‘Cadillac tax’ key in Allegheny Technologies' lockout
August 19, 2015 12:00 AM
Several hundred Allegheny Technology workers and their families protest a lockout Monday in Midland, Beaver County.
The USW represents workers at Pittsburgh specialty metals producer Allegheny Technologies.
Several hundred Allegheny Technology workers and their families protest Monday in Midland, Butler County.
By Len Boselovic / Pittsburgh Post-Gazette
A provision of the Affordable Care Act, which is one reason Allegheny Technologies locked out more than 2,000 union workers last week at 12 plants in six states, also could be a stumbling block in negotiations involving two other major steel producers whose contracts covering about 30,000 union workers expire in less than two weeks.
The federal legislation subjects employers to a 40 percent tax if premiums for health care coverage exceed prescribed limits starting in 2018.
The tax was imposed to pay for the premium and cost-sharing subsidies, Medicaid expansion, and other provisions designed to make health care coverage more affordable for more people.
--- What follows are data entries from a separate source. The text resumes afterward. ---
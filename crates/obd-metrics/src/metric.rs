//! Metric: one PID's latest reading plus mirrored statistics

use crate::diagnostics::{HistogramStats, PidDefinition, Reading};
use crate::PidId;
use serde::Serialize;

/// Stat-annotated view of one parameter
#[derive(Debug, Clone, PartialEq, Serialize)]
pub struct Metric {
    pub pid: PidId,
    pub definition: PidDefinition,
    /// Latest reading, if any arrived yet
    pub reading: Option<Reading>,
    /// Latest decoded value (0 until data arrives)
    pub value: f64,
    pub min: f64,
    pub max: f64,
    pub mean: f64,
    /// Sampling rate in Hz
    pub rate: Option<f64>,
    /// Visible on the current screen
    pub enabled: bool,
    pub in_low_alert: bool,
    pub in_upper_alert: bool,
}

impl Metric {
    /// Create an empty metric, seeded from existing statistics if the
    /// session already has some
    pub fn new(definition: PidDefinition, stats: Option<HistogramStats>) -> Self {
        let stats = stats.unwrap_or_default();
        Self {
            pid: definition.id,
            definition,
            reading: None,
            value: stats.latest.unwrap_or(0.0),
            min: stats.min,
            max: stats.max,
            mean: stats.mean,
            rate: None,
            enabled: false,
            in_low_alert: false,
            in_upper_alert: false,
        }
    }

    /// Apply a reading and refreshed statistics. Does not touch `enabled`.
    pub fn update(&mut self, reading: Reading, stats: Option<HistogramStats>, rate: Option<f64>) {
        if let Some(value) = reading.value {
            self.value = value;
        }
        if let Some(stats) = stats {
            self.min = stats.min;
            self.max = stats.max;
            self.mean = stats.mean;
        }
        if rate.is_some() {
            self.rate = rate;
        }
        self.reading = Some(reading);
        self.refresh_alerts();
    }

    /// Whether either alert threshold is crossed
    pub fn in_alert(&self) -> bool {
        self.in_low_alert || self.in_upper_alert
    }

    fn refresh_alerts(&mut self) {
        let has_value = self.reading.as_ref().is_some_and(|r| r.value.is_some());
        self.in_low_alert = has_value
            && self
                .definition
                .alert_lower
                .is_some_and(|limit| self.value < limit);
        self.in_upper_alert = has_value
            && self
                .definition
                .alert_upper
                .is_some_and(|limit| self.value > limit);
    }
}

#[cfg(test)]
mod tests {
    use super::*;

    fn coolant() -> PidDefinition {
        PidDefinition {
            alert_upper: Some(105.0),
            alert_lower: Some(-10.0),
            ..PidDefinition::unknown(6)
        }
    }

    fn reading(value: Option<f64>) -> Reading {
        Reading {
            pid: 6,
            value,
            timestamp_ms: 1000,
            raw_response: "41 05 73".to_string(),
        }
    }

    #[test]
    fn test_new_metric_defaults_to_zero() {
        let metric = Metric::new(coolant(), None);
        assert_eq!(metric.value, 0.0);
        assert_eq!(metric.mean, 0.0);
        assert!(metric.reading.is_none());
        assert!(!metric.enabled);
    }

    #[test]
    fn test_update_mirrors_stats() {
        let mut metric = Metric::new(coolant(), None);
        let stats = HistogramStats {
            min: 70.0,
            max: 90.0,
            mean: 82.5,
            latest: Some(75.0),
        };
        metric.update(reading(Some(75.0)), Some(stats), Some(4.8));
        assert_eq!(metric.value, 75.0);
        assert_eq!(metric.min, 70.0);
        assert_eq!(metric.max, 90.0);
        assert_eq!(metric.mean, 82.5);
        assert_eq!(metric.rate, Some(4.8));
        assert!(!metric.in_alert());
    }

    #[test]
    fn test_upper_alert() {
        let mut metric = Metric::new(coolant(), None);
        metric.update(reading(Some(110.0)), None, None);
        assert!(metric.in_upper_alert);
        assert!(!metric.in_low_alert);
    }

    #[test]
    fn test_no_data_keeps_previous_value() {
        let mut metric = Metric::new(coolant(), None);
        metric.update(reading(Some(88.0)), None, None);
        metric.update(reading(None), None, None);
        assert_eq!(metric.value, 88.0);
        assert!(!metric.in_alert());
    }
}
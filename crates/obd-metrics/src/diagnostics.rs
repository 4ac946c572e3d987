//! Contracts of the external telemetry library
//!
//! PID metadata, readings and per-session statistics are owned by the query
//! engine. The collector only consumes them through these narrow interfaces.

use crate::PidId;
use serde::{Deserialize, Serialize};
use std::collections::HashMap;

/// Kind of value a PID decodes to
#[derive(Debug, Clone, Copy, PartialEq, Eq, Default, Serialize, Deserialize)]
#[serde(rename_all = "lowercase")]
pub enum ValueType {
    #[default]
    Double,
    Int,
    Short,
}

/// Parameter metadata from the PID definition registry
#[derive(Debug, Clone, PartialEq, Serialize, Deserialize)]
pub struct PidDefinition {
    pub id: PidId,
    pub description: String,
    pub units: String,
    #[serde(default)]
    pub value_type: ValueType,
    pub min: f64,
    pub max: f64,
    /// Readings below this raise the low alert
    #[serde(default)]
    pub alert_lower: Option<f64>,
    /// Readings above this raise the upper alert
    #[serde(default)]
    pub alert_upper: Option<f64>,
}

impl PidDefinition {
    /// Placeholder for ids the registry does not know
    pub fn unknown(id: PidId) -> Self {
        Self {
            id,
            description: format!("PID {}", id),
            units: String::new(),
            value_type: ValueType::Double,
            min: 0.0,
            max: 0.0,
            alert_lower: None,
            alert_upper: None,
        }
    }
}

/// One reading accepted by the engine
#[derive(Debug, Clone, PartialEq, Serialize, Deserialize)]
pub struct Reading {
    pub pid: PidId,
    /// Decoded value; `None` when the adapter answered without data
    pub value: Option<f64>,
    /// Timestamp when the response was received (Unix ms)
    pub timestamp_ms: u64,
    /// Raw adapter response, e.g. `"41 05 73"`
    pub raw_response: String,
}

/// Running statistics for one PID in the current session
#[derive(Debug, Clone, Copy, PartialEq, Default, Serialize, Deserialize)]
pub struct HistogramStats {
    pub min: f64,
    pub max: f64,
    pub mean: f64,
    pub latest: Option<f64>,
}

/// Histogram and sampling-rate supplier
pub trait Diagnostics: Send + Sync {
    /// Session min/max/mean for `pid`
    fn histogram(&self, pid: PidId) -> Option<HistogramStats>;

    /// Current sampling rate for `pid` in Hz
    fn rate(&self, pid: PidId) -> Option<f64>;
}

/// PID definition registry
pub trait PidRegistry: Send + Sync {
    fn find_by(&self, pid: PidId) -> Option<PidDefinition>;
}

/// Registry over a fixed set of definitions
#[derive(Debug, Clone, Default)]
pub struct StaticPidRegistry {
    definitions: HashMap<PidId, PidDefinition>,
}

impl StaticPidRegistry {
    /// Build a registry from definitions; later duplicates win
    pub fn new(definitions: impl IntoIterator<Item = PidDefinition>) -> Self {
        Self {
            definitions: definitions.into_iter().map(|d| (d.id, d)).collect(),
        }
    }

    /// Number of known definitions
    pub fn len(&self) -> usize {
        self.definitions.len()
    }

    /// Check if the registry is empty
    pub fn is_empty(&self) -> bool {
        self.definitions.is_empty()
    }
}

impl PidRegistry for StaticPidRegistry {
    fn find_by(&self, pid: PidId) -> Option<PidDefinition> {
        self.definitions.get(&pid).cloned()
    }
}

#[cfg(test)]
mod tests {
    use super::*;

    #[test]
    fn test_definition_defaults_from_json() {
        let json = r#"{"id": 6, "description": "Coolant", "units": "°C", "min": -40, "max": 215}"#;
        let def: PidDefinition = serde_json::from_str(json).unwrap();
        assert_eq!(def.value_type, ValueType::Double);
        assert_eq!(def.alert_upper, None);
        assert_eq!(def.max, 215.0);
    }

    #[test]
    fn test_static_registry_lookup() {
        let registry = StaticPidRegistry::new([PidDefinition::unknown(13), PidDefinition::unknown(14)]);
        assert_eq!(registry.len(), 2);
        assert_eq!(registry.find_by(13).map(|d| d.id), Some(13));
        assert!(registry.find_by(99).is_none());
    }
}
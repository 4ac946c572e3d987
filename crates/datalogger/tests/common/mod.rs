//! Shared fixtures for data logger integration tests

#![allow(dead_code)]

use async_trait::async_trait;
use datalogger::{
    ConnectionType, DataLoggerContext, DeviceCapabilities, Engine, EngineError, EngineSession,
    EngineSink, LifecycleEvent, LoggerConfig, NetworkInfo, Signal,
};
use obd_transport::TransportError;
use obd_metrics::{
    Diagnostics, HistogramStats, PidDefinition, PidId, Reading, StaticPidRegistry, ValueType,
};
use std::collections::{BTreeSet, VecDeque};
use std::sync::atomic::{AtomicU32, Ordering};
use std::sync::{Arc, Mutex};
use std::time::Duration;
use tokio::sync::broadcast;
use tokio::task::JoinHandle;

/// Request the probing engine sends to read supported PIDs
pub const PROBE_REQUEST: &str = "01 15 0B 04 11 0F 05";

/// What the scripted engine does for one `start()`
#[derive(Debug, Clone)]
pub enum Script {
    /// Reject the session synchronously
    Reject,
    /// Reject the session because the adapter radio is off
    RadioOff,
    /// Report Connecting, then a connection error
    Fail,
    /// Report Running, then deliver the readings
    Run(DeviceCapabilities, Vec<Reading>),
    /// Connect the transport, send the probe request and report what came back
    Probe,
}

/// Engine that follows a script, one entry per start
pub struct ScriptedEngine {
    scripts: Mutex<VecDeque<Script>>,
    fallback: Script,
    starts: AtomicU32,
    stops: AtomicU32,
    queries: Mutex<Vec<BTreeSet<PidId>>>,
    updates: Mutex<Vec<BTreeSet<PidId>>>,
    sink: Mutex<Option<EngineSink>>,
    task: Mutex<Option<JoinHandle<()>>>,
}

impl ScriptedEngine {
    pub fn new(scripts: Vec<Script>, fallback: Script) -> Arc<Self> {
        Arc::new(Self {
            scripts: Mutex::new(scripts.into()),
            fallback,
            starts: AtomicU32::new(0),
            stops: AtomicU32::new(0),
            queries: Mutex::new(Vec::new()),
            updates: Mutex::new(Vec::new()),
            sink: Mutex::new(None),
            task: Mutex::new(None),
        })
    }

    /// Engine that fails every session
    pub fn failing() -> Arc<Self> {
        Self::new(Vec::new(), Script::Fail)
    }

    pub fn starts(&self) -> u32 {
        self.starts.load(Ordering::SeqCst)
    }

    pub fn stops(&self) -> u32 {
        self.stops.load(Ordering::SeqCst)
    }

    /// Query sets passed to `start()`
    pub fn queries(&self) -> Vec<BTreeSet<PidId>> {
        self.queries.lock().unwrap().clone()
    }

    /// Query sets passed to `update_query()`
    pub fn updates(&self) -> Vec<BTreeSet<PidId>> {
        self.updates.lock().unwrap().clone()
    }
}

#[async_trait]
impl Engine for ScriptedEngine {
    async fn start(&self, session: EngineSession) -> Result<(), EngineError> {
        self.starts.fetch_add(1, Ordering::SeqCst);
        self.queries.lock().unwrap().push(session.query.clone());
        let script = self
            .scripts
            .lock()
            .unwrap()
            .pop_front()
            .unwrap_or_else(|| self.fallback.clone());

        let sink = session.sink.clone();
        *self.sink.lock().unwrap() = Some(sink.clone());

        let task = match script {
            Script::Reject => return Err(EngineError::Failed("adapter busy".to_string())),
            Script::RadioOff => return Err(EngineError::Transport(TransportError::RadioDisabled)),
            Script::Fail => tokio::spawn(async move {
                sink.lifecycle(LifecycleEvent::Connecting).await;
                sink.error("Connection refused", Some("socket".to_string()))
                    .await;
            }),
            Script::Run(capabilities, readings) => tokio::spawn(async move {
                sink.lifecycle(LifecycleEvent::Connecting).await;
                sink.lifecycle(LifecycleEvent::Running(capabilities)).await;
                for reading in readings {
                    sink.reading(reading).await;
                }
            }),
            Script::Probe => tokio::spawn(probe(session, sink)),
        };
        *self.task.lock().unwrap() = Some(task);
        Ok(())
    }

    async fn stop(&self) {
        self.stops.fetch_add(1, Ordering::SeqCst);
        if let Some(task) = self.task.lock().unwrap().take() {
            task.abort();
        }
        if let Some(sink) = self.sink.lock().unwrap().take() {
            tokio::spawn(async move {
                sink.lifecycle(LifecycleEvent::Stopping).await;
                sink.lifecycle(LifecycleEvent::Stopped).await;
            });
        }
    }

    async fn update_query(&self, query: BTreeSet<PidId>) {
        self.updates.lock().unwrap().push(query);
    }
}

async fn probe(session: EngineSession, sink: EngineSink) {
    let mut connection = session.connection;
    sink.lifecycle(LifecycleEvent::Connecting).await;
    if let Err(e) = connection.connect().await {
        sink.error(e.to_string(), None).await;
        return;
    }
    if let Err(e) = connection
        .write_all(format!("{}\r", PROBE_REQUEST).as_bytes())
        .await
    {
        sink.error(e.to_string(), None).await;
        return;
    }

    let mut response = Vec::new();
    let mut buf = [0u8; 64];
    loop {
        match connection.read(&mut buf).await {
            Ok(0) => break,
            Ok(n) => {
                response.extend_from_slice(&buf[..n]);
                if response.contains(&b'>') {
                    break;
                }
            }
            Err(e) => {
                sink.error(e.to_string(), None).await;
                return;
            }
        }
    }

    let text: String = String::from_utf8_lossy(&response)
        .to_uppercase()
        .chars()
        .filter(|c| c.is_ascii_alphanumeric())
        .collect();
    let supported_pids = if text.contains("NODATA") {
        BTreeSet::new()
    } else {
        session.query.clone()
    };
    let capabilities = DeviceCapabilities {
        supported_pids,
        protocol: Some(session.init.protocol.to_elm_command()),
        ..Default::default()
    };
    sink.lifecycle(LifecycleEvent::Running(capabilities)).await;

    // keep the connection open until stopped
    std::future::pending::<()>().await;
    drop(connection);
}

/// Diagnostics supplier with fixed statistics for every PID
pub struct FixedDiagnostics;

impl Diagnostics for FixedDiagnostics {
    fn histogram(&self, _pid: PidId) -> Option<HistogramStats> {
        Some(HistogramStats {
            min: 800.0,
            max: 3200.0,
            mean: 1500.0,
            latest: None,
        })
    }

    fn rate(&self, _pid: PidId) -> Option<f64> {
        Some(5.0)
    }
}

pub fn registry() -> StaticPidRegistry {
    StaticPidRegistry::new([0x05, 0x0C, 0x0D, 0x0F, 0x10].map(|id| PidDefinition {
        id,
        description: format!("PID {:02X}", id),
        units: String::new(),
        value_type: ValueType::Double,
        min: 0.0,
        max: 16383.75,
        alert_lower: None,
        alert_upper: None,
    }))
}

pub fn reading(pid: PidId, value: f64) -> Reading {
    Reading {
        pid,
        value: Some(value),
        timestamp_ms: 1_700_000_000_000,
        raw_response: format!("41 {:02X} 00", pid),
    }
}

/// Wi-Fi configuration that never needs a reachable adapter to be obtained
pub fn wifi_config(max_retries: u32) -> LoggerConfig {
    let mut config = LoggerConfig::default();
    config.connection.kind = ConnectionType::Wifi;
    config.connection.host = "127.0.0.1".to_string();
    config.connection.port = 35000;
    config.reconnect.max_retries = max_retries;
    config
}

pub fn context(config: LoggerConfig, engine: Arc<ScriptedEngine>) -> DataLoggerContext {
    DataLoggerContext::builder(
        config,
        engine,
        Arc::new(registry()),
        Arc::new(FixedDiagnostics),
    )
    .build()
}

/// Host joined to `ssid`, reported only after `delay`
pub struct SlowNetwork {
    pub ssid: String,
    pub delay: Duration,
}

#[async_trait]
impl NetworkInfo for SlowNetwork {
    async fn current_ssid(&self) -> Option<String> {
        tokio::time::sleep(self.delay).await;
        Some(self.ssid.clone())
    }
}

/// Wi-Fi context whose every connection lookup takes `delay`
pub fn slow_wifi_context(
    max_retries: u32,
    delay: Duration,
    engine: Arc<ScriptedEngine>,
) -> DataLoggerContext {
    let mut config = wifi_config(max_retries);
    config.connection.target_ssid = "WiFi_OBDII".to_string();
    DataLoggerContext::builder(
        config,
        engine,
        Arc::new(registry()),
        Arc::new(FixedDiagnostics),
    )
    .network(Arc::new(SlowNetwork {
        ssid: "WiFi_OBDII".to_string(),
        delay,
    }))
    .build()
}

/// Collect signals until one matches `done`; the match is the last element
pub async fn signals_until(
    rx: &mut broadcast::Receiver<Signal>,
    done: impl Fn(&Signal) -> bool,
) -> Vec<Signal> {
    let mut seen = Vec::new();
    loop {
        let signal = tokio::time::timeout(Duration::from_secs(5), rx.recv())
            .await
            .expect("timed out waiting for signal")
            .expect("signal bus closed");
        let finished = done(&signal);
        seen.push(signal);
        if finished {
            return seen;
        }
    }
}

/// Signals emitted within `window` after the call
pub async fn signals_within(rx: &mut broadcast::Receiver<Signal>, window: Duration) -> Vec<Signal> {
    let mut seen = Vec::new();
    let deadline = tokio::time::Instant::now() + window;
    while let Ok(Ok(signal)) = tokio::time::timeout_at(deadline, rx.recv()).await {
        seen.push(signal);
    }
    seen
}

pub fn error_count(signals: &[Signal]) -> usize {
    signals
        .iter()
        .filter(|s| matches!(s, Signal::Error { .. }))
        .count()
}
It was dubbed the “Cadillac tax” because many believed it would apply only to gold-plated coverage provided to high-paid workers.
However, 48 percent of companies are likely to be subject to the tax in 2018 and 82 percent could be liable by 2023, according to benefits consultant Towers Watson.
“We’ve been calling it the ‘Chevy tax,’” said Anna Fendley, a legislative representative with the United Steelworkers union. “This is a tax that’s really falling on the backs of working people.”
The USW represents workers at Pittsburgh specialty metals producer Allegheny Technologies, where the labor agreement expired June 30. The union also represents workers at Pittsburgh-based U.S. Steel and at Arcelor Mittal, the world’s largest steel producer. Contracts covering USW workers at those companies’ U.S. sheet mills, iron ore mines and coke plants will expire Sept. 1.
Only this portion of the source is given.